Exercise:
Reproduce the data exactly, leaving nothing out.

Record set:
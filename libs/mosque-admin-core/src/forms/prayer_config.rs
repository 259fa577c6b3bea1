//! Prayer configuration form

use super::{parse_optional, parse_optional_f64, require};
use crate::error::FieldErrors;
use crate::models::{
    CalendarMethod, LatitudeAdjustmentMethod, MidnightMode, PrayerConfigurationIn,
    PrayerConfigurationOut, PrayerConfigurationUpdate, PrayerTune, School, Shafaq,
};
use serde::{Deserialize, Serialize};

/// Raw text of the prayer configuration editor
///
/// Every optional field is blank when unset. The `*_tune` fields are only
/// sent when `tune` is on.
#[derive(Debug, Clone, Default, PartialEq, Eq, Serialize, Deserialize)]
pub struct PrayerConfigForm {
    pub calculation_method: String,
    pub school: String,
    pub midnight_mode: String,
    pub latitude_adjustment_method: String,
    pub tune: bool,
    pub imsak_tune: String,
    pub fajr_tune: String,
    pub sunrise_tune: String,
    pub dhuhr_tune: String,
    pub asr_tune: String,
    pub maghrib_tune: String,
    pub isha_tune: String,
    pub midnight_tune: String,
    pub fajr_angle: String,
    pub maghrib_angle: String,
    pub isha_angle: String,
    pub shafaq: String,
    pub calendar_method: String,
    pub adjustment: String,
}

fn opt_to_string<T: ToString>(value: Option<T>) -> String {
    value.map(|v| v.to_string()).unwrap_or_default()
}

fn parse_code<T, E>(
    errors: &mut FieldErrors,
    field: &str,
    raw: &str,
    message: &str,
    parse: impl FnOnce(&str) -> Result<T, E>,
) -> Option<T> {
    let raw = raw.trim();
    if raw.is_empty() {
        return None;
    }
    match parse(raw) {
        Ok(value) => Some(value),
        Err(_) => {
            errors.insert(field, message);
            None
        }
    }
}

fn parse_numeric_code<T: TryFrom<u8>>(
    errors: &mut FieldErrors,
    field: &str,
    raw: &str,
    message: &str,
) -> Option<T> {
    parse_code(errors, field, raw, message, |s| {
        s.parse::<u8>()
            .ok()
            .and_then(|code| T::try_from(code).ok())
            .ok_or(())
    })
}

impl PrayerConfigForm {
    /// Blank form for a new configuration, preselecting `default_method`
    #[must_use]
    pub fn new(default_method: Option<&str>) -> Self {
        Self {
            calculation_method: default_method.unwrap_or_default().to_string(),
            ..Self::default()
        }
    }

    /// Form hydrated from an existing configuration, or blank when there is none
    #[must_use]
    pub fn from_config(config: Option<&PrayerConfigurationOut>, default_method: Option<&str>) -> Self {
        let Some(config) = config else {
            return Self::new(default_method);
        };

        Self {
            calculation_method: config.calculation_method.to_string(),
            school: opt_to_string(config.school.map(u8::from)),
            midnight_mode: opt_to_string(config.midnight_mode.map(u8::from)),
            latitude_adjustment_method: opt_to_string(config.latitude_adjustment_method.map(u8::from)),
            tune: config.tune,
            imsak_tune: opt_to_string(config.tunes.imsak_tune),
            fajr_tune: opt_to_string(config.tunes.fajr_tune),
            sunrise_tune: opt_to_string(config.tunes.sunrise_tune),
            dhuhr_tune: opt_to_string(config.tunes.dhuhr_tune),
            asr_tune: opt_to_string(config.tunes.asr_tune),
            maghrib_tune: opt_to_string(config.tunes.maghrib_tune),
            isha_tune: opt_to_string(config.tunes.isha_tune),
            midnight_tune: opt_to_string(config.tunes.midnight_tune),
            fajr_angle: opt_to_string(config.fajr_angle),
            maghrib_angle: opt_to_string(config.maghrib_angle),
            isha_angle: opt_to_string(config.isha_angle),
            shafaq: config.shafaq.map(|s| s.as_str().to_string()).unwrap_or_default(),
            calendar_method: config
                .calendar_method
                .map(|m| m.as_str().to_string())
                .unwrap_or_default(),
            adjustment: opt_to_string(config.adjustment),
        }
    }

    fn parse_tunes(&self, errors: &mut FieldErrors) -> PrayerTune {
        if !self.tune {
            return PrayerTune::default();
        }
        let mut tune = |field: &str, raw: &str| {
            parse_optional::<i32>(errors, field, raw, "Tune must be a whole number of minutes")
        };
        PrayerTune {
            imsak_tune: tune("imsak_tune", &self.imsak_tune),
            fajr_tune: tune("fajr_tune", &self.fajr_tune),
            sunrise_tune: tune("sunrise_tune", &self.sunrise_tune),
            dhuhr_tune: tune("dhuhr_tune", &self.dhuhr_tune),
            asr_tune: tune("asr_tune", &self.asr_tune),
            maghrib_tune: tune("maghrib_tune", &self.maghrib_tune),
            isha_tune: tune("isha_tune", &self.isha_tune),
            midnight_tune: tune("midnight_tune", &self.midnight_tune),
        }
    }

    /// Convert to a create payload
    ///
    /// # Errors
    /// Returns every field that failed to parse, plus a missing calculation method
    pub fn to_payload(&self) -> Result<PrayerConfigurationIn, FieldErrors> {
        let mut errors = FieldErrors::new();

        require(
            &mut errors,
            "calculation_method",
            &self.calculation_method,
            "Calculation method is required",
        );
        let calculation_method = parse_optional::<u8>(
            &mut errors,
            "calculation_method",
            &self.calculation_method,
            "Invalid calculation method",
        );

        let payload = PrayerConfigurationIn {
            calculation_method: calculation_method.unwrap_or_default(),
            school: parse_numeric_code::<School>(&mut errors, "school", &self.school, "Invalid school"),
            midnight_mode: parse_numeric_code::<MidnightMode>(
                &mut errors,
                "midnight_mode",
                &self.midnight_mode,
                "Invalid midnight mode",
            ),
            latitude_adjustment_method: parse_numeric_code::<LatitudeAdjustmentMethod>(
                &mut errors,
                "latitude_adjustment_method",
                &self.latitude_adjustment_method,
                "Invalid latitude adjustment method",
            ),
            tune: self.tune,
            tunes: self.parse_tunes(&mut errors),
            fajr_angle: parse_optional_f64(&mut errors, "fajr_angle", &self.fajr_angle),
            maghrib_angle: parse_optional_f64(&mut errors, "maghrib_angle", &self.maghrib_angle),
            isha_angle: parse_optional_f64(&mut errors, "isha_angle", &self.isha_angle),
            shafaq: parse_code(&mut errors, "shafaq", &self.shafaq, "Invalid shafaq", str::parse::<Shafaq>),
            calendar_method: parse_code(
                &mut errors,
                "calendar_method",
                &self.calendar_method,
                "Invalid calendar method",
                str::parse::<CalendarMethod>,
            ),
            adjustment: parse_optional::<i32>(
                &mut errors,
                "adjustment",
                &self.adjustment,
                "Adjustment must be a whole number",
            ),
        };

        errors.into_result(payload)
    }

    /// Convert to an update payload
    ///
    /// # Errors
    /// Same as [`to_payload`](Self::to_payload)
    pub fn to_update_payload(&self) -> Result<PrayerConfigurationUpdate, FieldErrors> {
        self.to_payload().map(PrayerConfigurationUpdate::from)
    }
}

Response to this task:
filename libs/mosque-admin-core/src/forms/prayer_config.rs
repository 259fa577c6b3bea1
//! Prayer configuration form

use super::{parse_optional, parse_optional_f64, require};
use crate::error::FieldErrors;
use crate::models::{
    CalendarMethod, LatitudeAdjustmentMethod, MidnightMode, PrayerConfigurationIn,
    PrayerConfigurationOut, PrayerConfigurationUpdate, PrayerTune, School, Shafaq,
};
use serde::{Deserialize, Serialize};

/// Raw text of the prayer configuration editor
///
/// Every optional field is blank when unset. The `*_tune` fields are only
/// sent when `tune` is on.
#[derive(Debug, Clone, Default, PartialEq, Eq, Serialize, Deserialize)]
pub struct PrayerConfigForm {
    pub calculation_method: String,
    pub school: String,
    pub midnight_mode: String,
    pub latitude_adjustment_method: String,
    pub tune: bool,
    pub imsak_tune: String,
    pub fajr_tune: String,
    pub sunrise_tune: String,
    pub dhuhr_tune: String,
    pub asr_tune: String,
    pub maghrib_tune: String,
    pub isha_tune: String,
    pub midnight_tune: String,
    pub fajr_angle: String,
    pub maghrib_angle: String,
    pub isha_angle: String,
    pub shafaq: String,
    pub calendar_method: String,
    pub adjustment: String,
}

fn opt_to_string<T: ToString>(value: Option<T>) -> String {
    value.map(|v| v.to_string()).unwrap_or_default()
}

fn parse_code<T, E>(
    errors: &mut FieldErrors,
    field: &str,
    raw: &str,
    message: &str,
    parse: impl FnOnce(&str) -> Result<T, E>,
) -> Option<T> {
    let raw = raw.trim();
    if raw.is_empty() {
        return None;
    }
    match parse(raw) {
        Ok(value) => Some(value),
        Err(_) => {
            errors.insert(field, message);
            None
        }
    }
}

fn parse_numeric_code<T: TryFrom<u8>>(
    errors: &mut FieldErrors,
    field: &str,
    raw: &str,
    message: &str,
) -> Option<T> {
    parse_code(errors, field, raw, message, |s| {
        s.parse::<u8>()
            .ok()
            .and_then(|code| T::try_from(code).ok())
            .ok_or(())
    })
}

impl PrayerConfigForm {
    /// Blank form for a new configuration, preselecting `default_method`
    #[must_use]
    pub fn new(default_method: Option<&str>) -> Self {
        Self {
            calculation_method: default_method.unwrap_or_default().to_string(),
            ..Self::default()
        }
    }

    /// Form hydrated from an existing configuration, or blank when there is none
    #[must_use]
    pub fn from_config(config: Option<&PrayerConfigurationOut>, default_method: Option<&str>) -> Self {
        let Some(config) = config else {
            return Self::new(default_method);
        };

        Self {
            calculation_method: config.calculation_method.to_string(),
            school: opt_to_string(config.school.map(u8::from)),
            midnight_mode: opt_to_string(config.midnight_mode.map(u8::from)),
            latitude_adjustment_method: opt_to_string(config.latitude_adjustment_method.map(u8::from)),
            tune: config.tune,
            imsak_tune: opt_to_string(config.tunes.imsak_tune),
            fajr_tune: opt_to_string(config.tunes.fajr_tune),
            sunrise_tune: opt_to_string(config.tunes.sunrise_tune),
            dhuhr_tune: opt_to_string(config.tunes.dhuhr_tune),
            asr_tune: opt_to_string(config.tunes.asr_tune),
            maghrib_tune: opt_to_string(config.tunes.maghrib_tune),
            isha_tune: opt_to_string(config.tunes.isha_tune),
            midnight_tune: opt_to_string(config.tunes.midnight_tune),
            fajr_angle: opt_to_string(config.fajr_angle),
            maghrib_angle: opt_to_string(config.maghrib_angle),
            isha_angle: opt_to_string(config.isha_angle),
            shafaq: config.shafaq.map(|s| s.as_str().to_string()).unwrap_or_default(),
            calendar_method: config
                .calendar_method
                .map(|m| m.as_str().to_string())
                .unwrap_or_default(),
            adjustment: opt_to_string(config.adjustment),
        }
    }

    fn parse_tunes(&self, errors: &mut FieldErrors) -> PrayerTune {
        if !self.tune {
            return PrayerTune::default();
        }
        let mut tune = |field: &str, raw: &str| {
            parse_optional::<i32>(errors, field, raw, "Tune must be a whole number of minutes")
        };
        PrayerTune {
            imsak_tune: tune("imsak_tune", &self.imsak_tune),
            fajr_tune: tune("fajr_tune", &self.fajr_tune),
            sunrise_tune: tune("sunrise_tune", &self.sunrise_tune),
            dhuhr_tune: tune("dhuhr_tune", &self.dhuhr_tune),
            asr_tune: tune("asr_tune", &self.asr_tune),
            maghrib_tune: tune("maghrib_tune", &self.maghrib_tune),
            isha_tune: tune("isha_tune", &self.isha_tune),
            midnight_tune: tune("midnight_tune", &self.midnight_tune),
        }
    }

    /// Convert to a create payload
    ///
    /// # Errors
    /// Returns every field that failed to parse, plus a missing calculation method
    pub fn to_payload(&self) -> Result<PrayerConfigurationIn, FieldErrors> {
        let mut errors = FieldErrors::new();

        require(
            &mut errors,
            "calculation_method",
            &self.calculation_method,
            "Calculation method is required",
        );
        let calculation_method = parse_optional::<u8>(
            &mut errors,
            "calculation_method",
            &self.calculation_method,
            "Invalid calculation method",
        );

        let payload = PrayerConfigurationIn {
            calculation_method: calculation_method.unwrap_or_default(),
            school: parse_numeric_code::<School>(&mut errors, "school", &self.school, "Invalid school"),
            midnight_mode: parse_numeric_code::<MidnightMode>(
                &mut errors,
                "midnight_mode",
                &self.midnight_mode,
                "Invalid midnight mode",
            ),
            latitude_adjustment_method: parse_numeric_code::<LatitudeAdjustmentMethod>(
                &mut errors,
                "latitude_adjustment_method",
                &self.latitude_adjustment_method,
                "Invalid latitude adjustment method",
            ),
            tune: self.tune,
            tunes: self.parse_tunes(&mut errors),
            fajr_angle: parse_optional_f64(&mut errors, "fajr_angle", &self.fajr_angle),
            maghrib_angle: parse_optional_f64(&mut errors, "maghrib_angle", &self.maghrib_angle),
            isha_angle: parse_optional_f64(&mut errors, "isha_angle", &self.isha_angle),
            shafaq: parse_code(&mut errors, "shafaq", &self.shafaq, "Invalid shafaq", str::parse::<Shafaq>),
            calendar_method: parse_code(
                &mut errors,
                "calendar_method",
                &self.calendar_method,
                "Invalid calendar method",
                str::parse::<CalendarMethod>,
            ),
            adjustment: parse_optional::<i32>(
                &mut errors,
                "adjustment",
                &self.adjustment,
                "Adjustment must be a whole number",
            ),
        };

        errors.into_result(payload)
    }

    /// Convert to an update payload
    ///
    /// # Errors
    /// Same as [`to_payload`](Self::to_payload)
    pub fn to_update_payload(&self) -> Result<PrayerConfigurationUpdate, FieldErrors> {
        self.to_payload().map(PrayerConfigurationUpdate::from)
    }
}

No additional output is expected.